Wherever "zero" shows up in the records below, copy the whole line.

Saved entries ->
+--

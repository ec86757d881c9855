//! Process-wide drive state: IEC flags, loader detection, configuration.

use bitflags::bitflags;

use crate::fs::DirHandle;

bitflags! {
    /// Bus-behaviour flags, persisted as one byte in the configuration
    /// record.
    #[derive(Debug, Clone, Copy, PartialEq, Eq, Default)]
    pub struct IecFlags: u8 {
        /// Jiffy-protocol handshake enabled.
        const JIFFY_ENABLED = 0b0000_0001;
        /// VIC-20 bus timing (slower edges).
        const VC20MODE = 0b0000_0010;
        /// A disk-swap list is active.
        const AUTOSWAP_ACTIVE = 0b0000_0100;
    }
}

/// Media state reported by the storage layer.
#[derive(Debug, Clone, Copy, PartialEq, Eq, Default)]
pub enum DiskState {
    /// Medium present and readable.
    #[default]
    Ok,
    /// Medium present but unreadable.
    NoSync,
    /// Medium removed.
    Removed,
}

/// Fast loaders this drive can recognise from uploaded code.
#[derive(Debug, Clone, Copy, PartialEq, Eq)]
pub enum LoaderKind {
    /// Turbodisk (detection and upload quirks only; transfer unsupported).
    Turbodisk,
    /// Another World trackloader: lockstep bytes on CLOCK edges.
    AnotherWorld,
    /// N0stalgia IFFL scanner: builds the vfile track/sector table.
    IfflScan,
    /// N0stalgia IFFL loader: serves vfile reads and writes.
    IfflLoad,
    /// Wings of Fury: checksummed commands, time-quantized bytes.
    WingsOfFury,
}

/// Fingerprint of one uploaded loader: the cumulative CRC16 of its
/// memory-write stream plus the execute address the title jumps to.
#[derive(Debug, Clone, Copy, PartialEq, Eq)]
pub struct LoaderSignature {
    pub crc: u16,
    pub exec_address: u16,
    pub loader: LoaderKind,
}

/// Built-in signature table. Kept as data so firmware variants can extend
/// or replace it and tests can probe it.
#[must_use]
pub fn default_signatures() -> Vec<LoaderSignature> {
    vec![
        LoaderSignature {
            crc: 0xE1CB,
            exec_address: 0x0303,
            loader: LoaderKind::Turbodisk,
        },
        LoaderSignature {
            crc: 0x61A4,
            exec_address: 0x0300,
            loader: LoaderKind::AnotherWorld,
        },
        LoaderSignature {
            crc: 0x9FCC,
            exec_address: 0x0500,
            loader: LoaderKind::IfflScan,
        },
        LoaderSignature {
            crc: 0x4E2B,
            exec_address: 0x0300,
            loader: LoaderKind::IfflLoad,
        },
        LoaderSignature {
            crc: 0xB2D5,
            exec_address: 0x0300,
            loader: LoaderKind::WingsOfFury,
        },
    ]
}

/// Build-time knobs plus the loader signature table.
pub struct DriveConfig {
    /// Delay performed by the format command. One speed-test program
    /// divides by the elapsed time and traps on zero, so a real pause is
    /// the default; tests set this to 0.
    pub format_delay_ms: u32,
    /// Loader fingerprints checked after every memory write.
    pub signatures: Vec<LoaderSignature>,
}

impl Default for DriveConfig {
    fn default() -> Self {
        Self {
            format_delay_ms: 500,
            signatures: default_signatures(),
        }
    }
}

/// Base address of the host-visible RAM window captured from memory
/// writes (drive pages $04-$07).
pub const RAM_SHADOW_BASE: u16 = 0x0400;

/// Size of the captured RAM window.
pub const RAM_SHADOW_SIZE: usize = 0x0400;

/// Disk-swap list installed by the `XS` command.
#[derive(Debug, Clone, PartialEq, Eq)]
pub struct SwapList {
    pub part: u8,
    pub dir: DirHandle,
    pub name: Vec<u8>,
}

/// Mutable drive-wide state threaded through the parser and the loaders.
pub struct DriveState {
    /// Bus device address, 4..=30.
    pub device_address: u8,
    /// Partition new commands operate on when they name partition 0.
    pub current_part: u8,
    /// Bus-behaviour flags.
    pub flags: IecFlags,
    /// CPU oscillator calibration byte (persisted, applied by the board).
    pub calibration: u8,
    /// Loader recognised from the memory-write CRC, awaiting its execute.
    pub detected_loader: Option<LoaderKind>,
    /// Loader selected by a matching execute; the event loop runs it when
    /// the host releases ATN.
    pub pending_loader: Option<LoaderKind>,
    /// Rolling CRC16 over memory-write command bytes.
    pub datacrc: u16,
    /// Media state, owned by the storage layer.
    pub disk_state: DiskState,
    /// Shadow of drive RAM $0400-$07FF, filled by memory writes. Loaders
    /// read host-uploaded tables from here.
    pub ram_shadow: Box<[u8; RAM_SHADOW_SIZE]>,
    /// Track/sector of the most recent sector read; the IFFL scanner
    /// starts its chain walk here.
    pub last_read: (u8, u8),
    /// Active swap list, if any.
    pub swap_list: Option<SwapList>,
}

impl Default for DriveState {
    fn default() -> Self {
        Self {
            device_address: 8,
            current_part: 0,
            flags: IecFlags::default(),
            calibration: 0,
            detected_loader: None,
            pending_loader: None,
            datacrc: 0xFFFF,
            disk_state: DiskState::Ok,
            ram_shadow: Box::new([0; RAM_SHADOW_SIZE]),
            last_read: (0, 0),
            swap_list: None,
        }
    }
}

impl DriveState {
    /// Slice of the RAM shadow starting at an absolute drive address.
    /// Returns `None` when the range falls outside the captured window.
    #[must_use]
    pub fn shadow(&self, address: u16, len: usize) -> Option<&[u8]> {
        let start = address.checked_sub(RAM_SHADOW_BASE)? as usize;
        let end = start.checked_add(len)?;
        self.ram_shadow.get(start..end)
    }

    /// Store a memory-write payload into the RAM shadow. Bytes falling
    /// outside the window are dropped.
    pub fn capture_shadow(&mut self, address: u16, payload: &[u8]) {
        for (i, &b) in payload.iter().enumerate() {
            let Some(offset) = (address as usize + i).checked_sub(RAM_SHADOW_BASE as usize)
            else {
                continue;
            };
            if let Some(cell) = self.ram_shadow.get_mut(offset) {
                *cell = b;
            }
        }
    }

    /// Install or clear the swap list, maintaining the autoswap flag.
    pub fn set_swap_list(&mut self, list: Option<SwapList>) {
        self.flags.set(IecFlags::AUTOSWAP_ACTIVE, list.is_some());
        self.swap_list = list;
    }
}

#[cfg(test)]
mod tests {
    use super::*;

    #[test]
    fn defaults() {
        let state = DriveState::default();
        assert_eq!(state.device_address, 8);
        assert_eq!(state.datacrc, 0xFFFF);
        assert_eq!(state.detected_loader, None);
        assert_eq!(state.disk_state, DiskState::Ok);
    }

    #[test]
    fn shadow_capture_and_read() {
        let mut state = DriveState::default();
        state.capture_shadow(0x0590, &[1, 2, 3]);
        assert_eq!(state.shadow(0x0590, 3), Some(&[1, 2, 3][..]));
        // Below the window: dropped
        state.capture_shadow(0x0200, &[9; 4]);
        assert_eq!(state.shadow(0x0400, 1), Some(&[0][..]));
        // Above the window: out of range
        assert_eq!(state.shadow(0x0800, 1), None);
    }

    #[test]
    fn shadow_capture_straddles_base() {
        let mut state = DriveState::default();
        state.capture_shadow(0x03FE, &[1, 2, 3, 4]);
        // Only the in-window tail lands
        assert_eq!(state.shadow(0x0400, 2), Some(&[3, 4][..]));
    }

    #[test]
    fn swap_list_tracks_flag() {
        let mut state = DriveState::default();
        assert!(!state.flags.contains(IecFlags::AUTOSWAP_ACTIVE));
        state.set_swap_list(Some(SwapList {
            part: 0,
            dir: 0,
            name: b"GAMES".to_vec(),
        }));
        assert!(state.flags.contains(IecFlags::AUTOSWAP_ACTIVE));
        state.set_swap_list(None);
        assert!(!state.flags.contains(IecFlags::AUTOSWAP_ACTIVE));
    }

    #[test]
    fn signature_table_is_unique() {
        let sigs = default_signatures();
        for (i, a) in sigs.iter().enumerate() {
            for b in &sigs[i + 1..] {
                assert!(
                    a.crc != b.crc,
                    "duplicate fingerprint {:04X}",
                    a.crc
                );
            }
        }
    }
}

+--

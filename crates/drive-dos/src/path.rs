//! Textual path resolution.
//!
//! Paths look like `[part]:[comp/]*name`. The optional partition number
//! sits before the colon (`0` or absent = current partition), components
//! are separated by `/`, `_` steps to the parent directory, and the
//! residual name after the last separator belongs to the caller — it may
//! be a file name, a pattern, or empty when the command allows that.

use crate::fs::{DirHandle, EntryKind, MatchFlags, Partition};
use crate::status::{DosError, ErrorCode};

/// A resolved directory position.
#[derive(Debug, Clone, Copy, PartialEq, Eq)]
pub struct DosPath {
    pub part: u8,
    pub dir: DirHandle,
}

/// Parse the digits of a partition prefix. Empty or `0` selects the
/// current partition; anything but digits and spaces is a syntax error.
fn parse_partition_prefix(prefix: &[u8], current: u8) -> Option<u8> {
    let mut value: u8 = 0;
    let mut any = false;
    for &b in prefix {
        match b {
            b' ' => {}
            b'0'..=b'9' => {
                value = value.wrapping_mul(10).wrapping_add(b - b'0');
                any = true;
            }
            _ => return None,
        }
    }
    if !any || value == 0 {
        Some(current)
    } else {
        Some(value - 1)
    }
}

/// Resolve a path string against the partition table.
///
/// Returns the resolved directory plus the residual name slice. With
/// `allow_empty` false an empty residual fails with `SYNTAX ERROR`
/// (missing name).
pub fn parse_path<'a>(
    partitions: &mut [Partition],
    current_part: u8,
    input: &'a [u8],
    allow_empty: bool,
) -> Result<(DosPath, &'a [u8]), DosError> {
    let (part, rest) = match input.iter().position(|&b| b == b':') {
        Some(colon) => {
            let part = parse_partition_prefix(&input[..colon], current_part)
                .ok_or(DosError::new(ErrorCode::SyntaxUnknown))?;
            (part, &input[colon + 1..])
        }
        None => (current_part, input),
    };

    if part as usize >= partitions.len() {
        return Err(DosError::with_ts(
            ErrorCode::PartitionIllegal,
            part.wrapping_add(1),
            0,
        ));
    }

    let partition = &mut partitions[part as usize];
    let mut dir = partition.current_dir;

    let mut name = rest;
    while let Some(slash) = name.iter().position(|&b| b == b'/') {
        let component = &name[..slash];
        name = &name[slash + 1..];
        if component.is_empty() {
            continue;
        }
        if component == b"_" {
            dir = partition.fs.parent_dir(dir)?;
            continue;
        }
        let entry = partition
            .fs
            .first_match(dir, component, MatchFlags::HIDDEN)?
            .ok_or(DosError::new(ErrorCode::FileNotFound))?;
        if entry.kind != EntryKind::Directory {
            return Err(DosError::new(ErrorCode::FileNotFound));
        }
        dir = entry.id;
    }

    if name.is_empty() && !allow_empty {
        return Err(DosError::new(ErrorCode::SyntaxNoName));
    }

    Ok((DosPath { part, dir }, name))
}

+--

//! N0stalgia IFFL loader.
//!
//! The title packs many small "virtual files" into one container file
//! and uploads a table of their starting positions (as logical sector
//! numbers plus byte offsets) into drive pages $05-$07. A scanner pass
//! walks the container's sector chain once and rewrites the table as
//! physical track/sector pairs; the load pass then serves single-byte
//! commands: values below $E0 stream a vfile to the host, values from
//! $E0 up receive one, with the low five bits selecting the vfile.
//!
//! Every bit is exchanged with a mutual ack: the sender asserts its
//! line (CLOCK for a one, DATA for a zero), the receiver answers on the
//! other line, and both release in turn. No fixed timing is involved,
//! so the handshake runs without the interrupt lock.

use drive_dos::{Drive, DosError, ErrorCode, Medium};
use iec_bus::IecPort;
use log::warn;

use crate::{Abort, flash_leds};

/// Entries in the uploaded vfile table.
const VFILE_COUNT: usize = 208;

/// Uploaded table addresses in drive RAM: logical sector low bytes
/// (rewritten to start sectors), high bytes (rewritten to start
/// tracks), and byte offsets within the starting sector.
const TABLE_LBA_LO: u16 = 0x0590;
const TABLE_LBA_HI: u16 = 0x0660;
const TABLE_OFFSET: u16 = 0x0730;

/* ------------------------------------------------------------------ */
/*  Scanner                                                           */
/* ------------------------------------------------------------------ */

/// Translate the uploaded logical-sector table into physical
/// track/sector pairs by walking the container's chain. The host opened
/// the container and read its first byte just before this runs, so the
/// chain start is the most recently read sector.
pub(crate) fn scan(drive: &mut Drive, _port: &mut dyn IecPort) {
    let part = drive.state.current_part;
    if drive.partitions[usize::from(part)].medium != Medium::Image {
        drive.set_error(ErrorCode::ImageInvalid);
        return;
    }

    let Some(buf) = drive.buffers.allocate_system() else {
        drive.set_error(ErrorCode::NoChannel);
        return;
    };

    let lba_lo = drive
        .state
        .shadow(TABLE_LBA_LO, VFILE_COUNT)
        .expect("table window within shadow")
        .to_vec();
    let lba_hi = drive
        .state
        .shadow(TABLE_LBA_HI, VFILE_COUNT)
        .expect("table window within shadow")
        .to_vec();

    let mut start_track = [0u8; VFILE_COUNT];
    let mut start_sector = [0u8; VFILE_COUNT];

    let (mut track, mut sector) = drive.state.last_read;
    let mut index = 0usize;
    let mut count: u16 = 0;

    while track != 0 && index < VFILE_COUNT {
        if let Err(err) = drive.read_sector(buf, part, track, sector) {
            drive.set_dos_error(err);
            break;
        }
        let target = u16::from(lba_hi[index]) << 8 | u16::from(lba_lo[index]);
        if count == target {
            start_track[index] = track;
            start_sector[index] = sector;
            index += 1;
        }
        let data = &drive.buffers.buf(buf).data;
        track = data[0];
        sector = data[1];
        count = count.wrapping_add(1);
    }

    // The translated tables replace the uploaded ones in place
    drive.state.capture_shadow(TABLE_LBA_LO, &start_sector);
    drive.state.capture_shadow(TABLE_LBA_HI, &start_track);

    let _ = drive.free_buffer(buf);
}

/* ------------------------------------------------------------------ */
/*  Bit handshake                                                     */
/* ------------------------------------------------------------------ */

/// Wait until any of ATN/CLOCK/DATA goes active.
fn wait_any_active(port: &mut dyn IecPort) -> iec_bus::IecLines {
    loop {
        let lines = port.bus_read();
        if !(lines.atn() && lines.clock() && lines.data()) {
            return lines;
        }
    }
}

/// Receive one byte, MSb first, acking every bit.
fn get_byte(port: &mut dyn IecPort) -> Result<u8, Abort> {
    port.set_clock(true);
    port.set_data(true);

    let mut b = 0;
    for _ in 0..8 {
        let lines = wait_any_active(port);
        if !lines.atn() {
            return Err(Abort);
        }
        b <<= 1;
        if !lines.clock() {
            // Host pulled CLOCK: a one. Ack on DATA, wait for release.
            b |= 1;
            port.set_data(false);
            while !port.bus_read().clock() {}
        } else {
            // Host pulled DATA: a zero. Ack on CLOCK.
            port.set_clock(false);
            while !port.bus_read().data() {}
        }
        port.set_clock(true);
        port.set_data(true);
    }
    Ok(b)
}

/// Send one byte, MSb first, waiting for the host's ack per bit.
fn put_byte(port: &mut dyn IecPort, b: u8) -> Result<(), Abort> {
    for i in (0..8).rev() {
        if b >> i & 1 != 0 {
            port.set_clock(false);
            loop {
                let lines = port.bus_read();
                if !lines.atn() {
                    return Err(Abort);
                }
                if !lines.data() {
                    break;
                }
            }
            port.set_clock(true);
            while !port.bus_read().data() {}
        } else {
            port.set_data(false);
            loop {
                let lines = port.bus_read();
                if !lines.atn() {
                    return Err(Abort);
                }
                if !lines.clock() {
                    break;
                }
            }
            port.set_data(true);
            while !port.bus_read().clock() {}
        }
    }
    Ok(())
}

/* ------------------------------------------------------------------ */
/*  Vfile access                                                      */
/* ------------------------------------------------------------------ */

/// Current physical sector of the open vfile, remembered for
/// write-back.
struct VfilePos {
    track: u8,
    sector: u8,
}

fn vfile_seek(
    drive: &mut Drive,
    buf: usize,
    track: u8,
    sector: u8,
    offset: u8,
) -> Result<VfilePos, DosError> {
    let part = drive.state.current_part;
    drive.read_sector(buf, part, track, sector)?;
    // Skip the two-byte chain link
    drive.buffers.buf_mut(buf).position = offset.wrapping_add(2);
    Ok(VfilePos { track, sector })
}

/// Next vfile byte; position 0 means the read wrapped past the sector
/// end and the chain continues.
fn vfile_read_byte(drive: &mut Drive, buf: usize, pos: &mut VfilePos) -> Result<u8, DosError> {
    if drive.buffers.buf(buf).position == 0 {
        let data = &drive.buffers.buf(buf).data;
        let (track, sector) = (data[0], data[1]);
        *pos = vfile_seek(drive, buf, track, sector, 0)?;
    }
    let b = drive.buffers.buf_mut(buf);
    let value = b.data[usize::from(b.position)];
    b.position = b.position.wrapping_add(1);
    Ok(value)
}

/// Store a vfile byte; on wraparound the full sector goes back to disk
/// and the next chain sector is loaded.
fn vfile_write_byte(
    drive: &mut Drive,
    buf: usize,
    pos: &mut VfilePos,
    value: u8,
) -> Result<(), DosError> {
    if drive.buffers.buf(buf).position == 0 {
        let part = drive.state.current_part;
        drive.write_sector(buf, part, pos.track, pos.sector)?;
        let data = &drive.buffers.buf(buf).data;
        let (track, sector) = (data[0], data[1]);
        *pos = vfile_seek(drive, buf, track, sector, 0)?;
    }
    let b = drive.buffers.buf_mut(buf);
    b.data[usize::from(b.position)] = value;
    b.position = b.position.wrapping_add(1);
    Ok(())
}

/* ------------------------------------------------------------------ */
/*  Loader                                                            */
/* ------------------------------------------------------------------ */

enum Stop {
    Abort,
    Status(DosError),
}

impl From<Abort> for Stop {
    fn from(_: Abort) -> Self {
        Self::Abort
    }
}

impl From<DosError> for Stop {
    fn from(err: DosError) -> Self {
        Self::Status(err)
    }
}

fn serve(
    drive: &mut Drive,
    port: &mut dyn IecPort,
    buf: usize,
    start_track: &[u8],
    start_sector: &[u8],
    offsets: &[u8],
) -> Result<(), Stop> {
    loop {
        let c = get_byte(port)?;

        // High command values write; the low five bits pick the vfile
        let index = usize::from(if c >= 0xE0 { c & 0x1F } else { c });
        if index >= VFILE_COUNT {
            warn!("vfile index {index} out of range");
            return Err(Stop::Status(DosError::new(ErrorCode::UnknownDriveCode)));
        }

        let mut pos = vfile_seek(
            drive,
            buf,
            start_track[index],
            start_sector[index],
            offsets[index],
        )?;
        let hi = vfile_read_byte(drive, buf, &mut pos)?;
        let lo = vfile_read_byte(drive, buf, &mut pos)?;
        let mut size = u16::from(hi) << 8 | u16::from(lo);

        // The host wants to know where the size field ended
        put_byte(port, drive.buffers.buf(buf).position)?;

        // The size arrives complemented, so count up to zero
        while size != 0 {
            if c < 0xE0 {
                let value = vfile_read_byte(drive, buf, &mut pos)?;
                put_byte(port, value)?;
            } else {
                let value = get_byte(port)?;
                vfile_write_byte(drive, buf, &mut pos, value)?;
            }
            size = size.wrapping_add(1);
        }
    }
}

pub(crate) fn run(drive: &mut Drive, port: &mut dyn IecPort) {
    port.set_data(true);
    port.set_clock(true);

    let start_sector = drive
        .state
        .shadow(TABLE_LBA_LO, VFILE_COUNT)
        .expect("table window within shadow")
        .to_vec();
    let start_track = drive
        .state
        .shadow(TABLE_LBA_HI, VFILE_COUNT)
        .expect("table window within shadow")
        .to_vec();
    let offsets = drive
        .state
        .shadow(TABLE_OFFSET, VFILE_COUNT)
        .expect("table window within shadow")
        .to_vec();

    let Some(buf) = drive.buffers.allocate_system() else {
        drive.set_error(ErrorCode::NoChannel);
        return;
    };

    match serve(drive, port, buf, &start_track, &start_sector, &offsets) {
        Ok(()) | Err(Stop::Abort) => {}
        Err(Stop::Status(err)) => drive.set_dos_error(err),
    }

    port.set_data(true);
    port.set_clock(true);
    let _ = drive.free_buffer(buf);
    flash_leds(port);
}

+--

Response for this exercise ->
    /// divides by the elapsed time and traps on zero, so a real pause is
//! line (CLOCK for a one, DATA for a zero), the receiver answers on the
            // Host pulled DATA: a zero. Ack on CLOCK.
        // The size arrives complemented, so count up to zero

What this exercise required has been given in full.